***** Entries shown

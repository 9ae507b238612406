use thiserror::Error;

#[derive(Debug, Error)]
pub enum SourceError {
    #[error("TMDB API key is not configured")]
    MissingApiKey,

    #[error("invalid base URL '{url}': {reason}")]
    InvalidBaseUrl { url: String, reason: String },

    #[error("failed to build HTTP client: {0}")]
    ClientBuild(#[source] reqwest::Error),

    #[error("request failed: {0}")]
    Request(#[from] reqwest::Error),

    #[error("unexpected status {status} from {url}")]
    UnexpectedStatus { status: u16, url: String },
}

**********

Problem statement -
Each line above must be retyped exactly in the response.

Solution to the problem -
repository 9ae507b238612406
use thiserror::Error;

#[derive(Debug, Error)]
pub enum SourceError {
    #[error("TMDB API key is not configured")]
    MissingApiKey,

    #[error("invalid base URL '{url}': {reason}")]
    InvalidBaseUrl { url: String, reason: String },

    #[error("failed to build HTTP client: {0}")]
    ClientBuild(#[source] reqwest::Error),

    #[error("request failed: {0}")]
    Request(#[from] reqwest::Error),

    #[error("unexpected status {status} from {url}")]
    UnexpectedStatus { status: u16, url: String },
}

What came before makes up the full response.